NEA has been studying the programme since 2012.
The project's third phase, which began in February, has achieved more than 90 per cent suppression of the urban Aedes aegypti mosquito population at its Nee Soon East and Tampines West study sites.
This is an improvement from the 70 per cent to 80 per cent suppression achieved in the second phase, which ended last December, and 50 per cent to 57 per cent in its first phase, which ended in December 2017.
This demonstrates the effectiveness of Wolbachia-Aedes technology in Singapore's landscape, said NEA.
Dengue Expert Advisory Panel chairman Duane Gubler, founding director of the Emerging Infectious Diseases Programme at Duke-NUS Medical School, said: "We are optimistic this method, when fully implemented, will tip the balance in favour of dengue control."
NEA said continued releases have kept the mosquito population at levels that pose low dengue risk.
A total of 12,572 dengue cases were reported from the start of this year until 3pm last Friday.
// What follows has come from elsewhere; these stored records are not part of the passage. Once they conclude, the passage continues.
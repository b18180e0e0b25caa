//! Error types for kafka-connect-exporter
//!
//! Configuration errors live in [`crate::config`]; everything that can go
//! wrong while talking to the Kafka Connect REST API is a [`CollectorError`].

use thiserror::Error;

/// Broad classification of a collection failure
#[derive(Debug, Clone, Copy, PartialEq, Eq)]
pub enum ErrorKind {
    /// Transport failure: connection refused, reset, timed out
    Network,
    /// The server answered, but not with the document we expected
    Decode,
}

/// Collector 모듈 에러 타입
#[derive(Error, Debug)]
pub enum CollectorError {
    /// HTTP 클라이언트 초기화 실패
    #[error("Failed to initialize HTTP client: {0}")]
    HttpClientInit(#[source] reqwest::Error),

    /// Base URL cannot carry a path (e.g. `mailto:` style URLs)
    #[error("Invalid Kafka Connect base URL: {0}")]
    InvalidBaseUrl(String),

    /// Connector names must be non-empty path segments
    #[error("Invalid connector name {0:?}")]
    InvalidConnectorName(String),

    /// 타임아웃
    /// The value is the configured timeout in milliseconds, if known.
    #[error("Request timed out{}", .0.map(|ms| format!(" after {}ms", ms)).unwrap_or_default())]
    Timeout(Option<u64>),

    /// 연결 또는 전송 실패
    #[error("Request to Kafka Connect failed: {0}")]
    Network(#[source] reqwest::Error),

    /// Non-2xx answer from Kafka Connect
    #[error("Unexpected HTTP status {status} from {url}")]
    UnexpectedStatus { status: u16, url: String },

    /// JSON 파싱 에러
    #[error("Failed to decode response: {0}")]
    Decode(#[from] serde_json::Error),
}

impl CollectorError {
    /// Classify this error as a network or decode failure
    pub fn kind(&self) -> ErrorKind {
        match self {
            CollectorError::HttpClientInit(_)
            | CollectorError::Timeout(_)
            | CollectorError::Network(_) => ErrorKind::Network,
            CollectorError::InvalidBaseUrl(_)
            | CollectorError::InvalidConnectorName(_)
            | CollectorError::UnexpectedStatus { .. }
            | CollectorError::Decode(_) => ErrorKind::Decode,
        }
    }

    /// Create a Timeout error with known duration
    pub fn timeout_with_duration(ms: u64) -> Self {
        CollectorError::Timeout(Some(ms))
    }
}

impl From<reqwest::Error> for CollectorError {
    fn from(err: reqwest::Error) -> Self {
        if err.is_timeout() {
            // reqwest doesn't expose the configured timeout; the client
            // replaces this with timeout_with_duration() where it knows it.
            CollectorError::Timeout(None)
        } else {
            CollectorError::Network(err)
        }
    }
}

/// Result type alias for collector operations
pub type CollectResult<T> = Result<T, CollectorError>;
//! Collector 벤치마크
//!
//! Status decoding and exposition rendering

use criterion::{criterion_group, criterion_main, BenchmarkId, Criterion};
use kafka_connect_exporter::collector::parse_status;
use kafka_connect_exporter::exposition::PrometheusFormatter;
use kafka_connect_exporter::metrics::{Descriptors, Sample};

fn status_json(tasks: usize) -> String {
    let tasks: Vec<String> = (0..tasks)
        .map(|id| {
            format!(
                r#"{{"id": {}, "state": "RUNNING", "worker_id": "10.0.0.{}:8083"}}"#,
                id,
                id % 8
            )
        })
        .collect();

    format!(
        r#"{{
        "name": "orders-sink",
        "connector": {{"state": "RUNNING", "worker_id": "10.0.0.1:8083"}},
        "tasks": [{}],
        "type": "sink"
    }}"#,
        tasks.join(",")
    )
}

fn benchmark_parse_status(c: &mut Criterion) {
    let mut group = c.benchmark_group("parse_status");

    for tasks in [1usize, 16, 128] {
        let body = status_json(tasks);
        group.bench_with_input(BenchmarkId::new("tasks", tasks), &body, |b, json| {
            b.iter(|| parse_status(json.as_bytes()))
        });
    }

    group.finish();
}

fn benchmark_format(c: &mut Criterion) {
    let descs = Descriptors::default();
    let samples: Vec<Sample> = (0..1000)
        .map(|i| {
            Sample::new(
                &descs.task_state,
                1.0,
                vec![
                    format!("connector-{}", i / 10),
                    "running".to_string(),
                    "10.0.0.1:8083".to_string(),
                    (i % 10).to_string(),
                ],
            )
        })
        .chain(std::iter::once(Sample::new(&descs.up, 1.0, vec![])))
        .collect();

    let formatter = PrometheusFormatter::new();
    c.bench_function("format_1000_task_samples", |b| {
        b.iter(|| formatter.format(&samples))
    });
}

criterion_group!(benches, benchmark_parse_status, benchmark_format);
criterion_main!(benches);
The number of reported cases a week has been falling steadily, hitting 203 in the week ending last Friday, from 327 in the first week of September.
As part of the project's fourth phase, NEA plans to release infected mosquitoes to 163 residential blocks in Nee Soon East and 121 blocks in Tampines West, an area nearly twice the size of the previous phase.
Associate Professor Ng Lee Ching, director of NEA's Environmental Health Institute, said the larger release area would help the agency demonstrate better efficacy of the programme, showing the same success rate could be achieved with a smaller number of mosquitoes released for each block.
"Our systematic approach is needed to derive good comparative results, and a consistent and comprehensive dataset, to ensure robustness of the study before scaling up to more areas beyond Yishun and Tampines."
NEA said it will continue to work with companies to enhance efficiency and quality in the production and release of mosquitoes. It cautioned that the project is "not a silver bullet" in the fight against dengue.
"Breeding of mosquitoes in the community will cancel out the positive impact of the technology. It is therefore important that the community continues to prevent and remove mosquito breeding habitats, so that fewer male Wolbachia-Aedes mosquitoes have to be released for the technology to be successful," it said.